About this exercise → Within the entries below, find each line containing the word "confirmation" and copy it.

Extracted data →

----

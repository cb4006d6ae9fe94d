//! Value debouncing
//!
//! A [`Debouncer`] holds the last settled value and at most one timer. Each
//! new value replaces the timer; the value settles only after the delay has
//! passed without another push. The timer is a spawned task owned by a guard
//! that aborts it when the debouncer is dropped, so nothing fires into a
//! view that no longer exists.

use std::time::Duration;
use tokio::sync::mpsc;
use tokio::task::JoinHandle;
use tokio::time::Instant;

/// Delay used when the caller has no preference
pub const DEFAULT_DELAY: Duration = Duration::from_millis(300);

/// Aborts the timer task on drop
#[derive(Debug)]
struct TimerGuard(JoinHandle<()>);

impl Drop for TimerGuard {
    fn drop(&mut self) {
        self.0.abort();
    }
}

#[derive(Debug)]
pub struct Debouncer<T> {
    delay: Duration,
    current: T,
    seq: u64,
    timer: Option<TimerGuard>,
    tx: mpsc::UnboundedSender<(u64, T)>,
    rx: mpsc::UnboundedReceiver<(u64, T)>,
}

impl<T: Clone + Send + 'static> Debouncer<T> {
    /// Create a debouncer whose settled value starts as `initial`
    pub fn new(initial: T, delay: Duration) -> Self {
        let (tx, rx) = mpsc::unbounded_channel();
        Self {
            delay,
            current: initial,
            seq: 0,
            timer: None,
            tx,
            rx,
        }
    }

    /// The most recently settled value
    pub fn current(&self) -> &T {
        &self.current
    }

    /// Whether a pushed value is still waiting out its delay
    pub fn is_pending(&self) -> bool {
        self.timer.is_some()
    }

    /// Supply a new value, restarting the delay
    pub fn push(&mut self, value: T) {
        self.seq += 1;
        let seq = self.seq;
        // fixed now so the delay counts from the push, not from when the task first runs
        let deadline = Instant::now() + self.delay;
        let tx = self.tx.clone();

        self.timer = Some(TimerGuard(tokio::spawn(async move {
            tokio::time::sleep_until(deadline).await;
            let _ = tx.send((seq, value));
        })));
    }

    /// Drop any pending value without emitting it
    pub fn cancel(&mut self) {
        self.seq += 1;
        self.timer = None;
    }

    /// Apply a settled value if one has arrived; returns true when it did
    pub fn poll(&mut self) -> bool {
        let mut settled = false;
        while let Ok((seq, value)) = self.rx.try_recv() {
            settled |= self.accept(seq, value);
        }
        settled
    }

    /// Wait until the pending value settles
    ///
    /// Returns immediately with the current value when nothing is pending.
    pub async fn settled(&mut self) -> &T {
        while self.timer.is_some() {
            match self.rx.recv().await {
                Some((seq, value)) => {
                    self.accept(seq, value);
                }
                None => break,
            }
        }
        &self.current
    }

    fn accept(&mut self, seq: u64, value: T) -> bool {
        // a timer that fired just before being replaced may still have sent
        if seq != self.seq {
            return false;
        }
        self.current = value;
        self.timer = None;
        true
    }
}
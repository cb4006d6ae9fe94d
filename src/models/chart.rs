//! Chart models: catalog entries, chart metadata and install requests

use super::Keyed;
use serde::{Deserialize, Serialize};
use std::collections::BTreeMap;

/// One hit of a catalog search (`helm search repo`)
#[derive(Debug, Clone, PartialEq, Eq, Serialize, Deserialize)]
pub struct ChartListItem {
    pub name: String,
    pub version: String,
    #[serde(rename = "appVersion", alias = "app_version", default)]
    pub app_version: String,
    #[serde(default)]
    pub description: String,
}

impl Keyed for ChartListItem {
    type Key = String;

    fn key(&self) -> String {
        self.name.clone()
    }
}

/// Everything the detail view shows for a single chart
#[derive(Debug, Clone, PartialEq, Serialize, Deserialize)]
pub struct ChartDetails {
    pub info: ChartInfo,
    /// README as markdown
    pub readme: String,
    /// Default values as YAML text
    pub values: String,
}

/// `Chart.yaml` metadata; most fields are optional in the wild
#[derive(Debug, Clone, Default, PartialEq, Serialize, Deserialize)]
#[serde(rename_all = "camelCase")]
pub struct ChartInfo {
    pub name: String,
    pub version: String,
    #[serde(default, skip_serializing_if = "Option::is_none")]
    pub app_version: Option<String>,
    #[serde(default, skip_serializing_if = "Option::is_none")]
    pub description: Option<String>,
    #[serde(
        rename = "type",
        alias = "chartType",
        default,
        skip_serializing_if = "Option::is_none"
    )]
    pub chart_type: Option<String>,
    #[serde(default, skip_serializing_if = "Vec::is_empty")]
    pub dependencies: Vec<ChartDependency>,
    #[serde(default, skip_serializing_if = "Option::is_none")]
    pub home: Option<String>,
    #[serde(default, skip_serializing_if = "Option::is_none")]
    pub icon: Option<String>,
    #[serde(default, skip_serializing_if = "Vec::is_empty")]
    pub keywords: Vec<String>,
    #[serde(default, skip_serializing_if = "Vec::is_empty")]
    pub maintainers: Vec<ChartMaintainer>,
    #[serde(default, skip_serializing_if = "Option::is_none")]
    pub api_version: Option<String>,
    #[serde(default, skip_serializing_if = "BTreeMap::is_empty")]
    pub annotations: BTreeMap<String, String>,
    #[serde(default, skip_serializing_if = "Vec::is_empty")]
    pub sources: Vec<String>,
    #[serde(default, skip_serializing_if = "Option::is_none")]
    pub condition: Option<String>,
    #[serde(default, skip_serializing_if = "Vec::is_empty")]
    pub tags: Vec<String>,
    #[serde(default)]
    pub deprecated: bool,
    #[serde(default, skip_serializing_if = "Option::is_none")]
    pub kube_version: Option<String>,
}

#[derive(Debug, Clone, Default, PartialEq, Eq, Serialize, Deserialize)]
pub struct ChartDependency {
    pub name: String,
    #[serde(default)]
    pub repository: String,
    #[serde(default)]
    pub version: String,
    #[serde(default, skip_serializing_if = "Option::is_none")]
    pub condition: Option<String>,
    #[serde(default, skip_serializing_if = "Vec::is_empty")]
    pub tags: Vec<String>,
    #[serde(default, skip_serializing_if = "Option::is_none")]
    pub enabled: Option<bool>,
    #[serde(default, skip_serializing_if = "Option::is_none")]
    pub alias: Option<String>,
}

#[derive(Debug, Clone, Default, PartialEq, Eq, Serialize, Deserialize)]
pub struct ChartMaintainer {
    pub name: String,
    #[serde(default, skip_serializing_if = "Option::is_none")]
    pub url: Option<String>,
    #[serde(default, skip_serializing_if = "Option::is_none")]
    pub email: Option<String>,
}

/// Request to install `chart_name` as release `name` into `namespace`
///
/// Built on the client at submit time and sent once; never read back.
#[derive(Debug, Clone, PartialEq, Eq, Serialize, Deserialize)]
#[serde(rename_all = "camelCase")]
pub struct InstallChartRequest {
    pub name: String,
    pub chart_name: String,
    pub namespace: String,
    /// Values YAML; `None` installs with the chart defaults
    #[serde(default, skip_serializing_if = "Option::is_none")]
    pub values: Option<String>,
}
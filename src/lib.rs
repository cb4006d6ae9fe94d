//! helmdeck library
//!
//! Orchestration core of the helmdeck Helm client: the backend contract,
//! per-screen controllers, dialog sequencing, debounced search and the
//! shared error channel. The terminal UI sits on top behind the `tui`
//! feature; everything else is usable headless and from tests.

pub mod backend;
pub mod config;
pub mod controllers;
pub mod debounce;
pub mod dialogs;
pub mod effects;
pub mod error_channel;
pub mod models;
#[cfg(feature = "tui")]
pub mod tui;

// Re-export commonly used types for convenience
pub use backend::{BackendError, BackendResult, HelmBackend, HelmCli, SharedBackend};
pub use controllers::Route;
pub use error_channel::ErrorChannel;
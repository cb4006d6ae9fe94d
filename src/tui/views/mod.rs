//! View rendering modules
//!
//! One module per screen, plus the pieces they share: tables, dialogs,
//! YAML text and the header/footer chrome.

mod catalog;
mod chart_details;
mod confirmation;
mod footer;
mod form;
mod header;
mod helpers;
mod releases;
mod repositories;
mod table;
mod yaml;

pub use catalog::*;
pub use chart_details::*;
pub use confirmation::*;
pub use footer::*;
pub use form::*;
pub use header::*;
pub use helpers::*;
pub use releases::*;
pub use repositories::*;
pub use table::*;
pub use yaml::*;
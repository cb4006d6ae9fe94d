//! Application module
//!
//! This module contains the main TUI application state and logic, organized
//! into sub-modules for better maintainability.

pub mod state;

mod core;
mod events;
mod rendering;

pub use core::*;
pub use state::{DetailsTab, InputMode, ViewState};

----

Written response →
mod confirmation;
pub use confirmation::*;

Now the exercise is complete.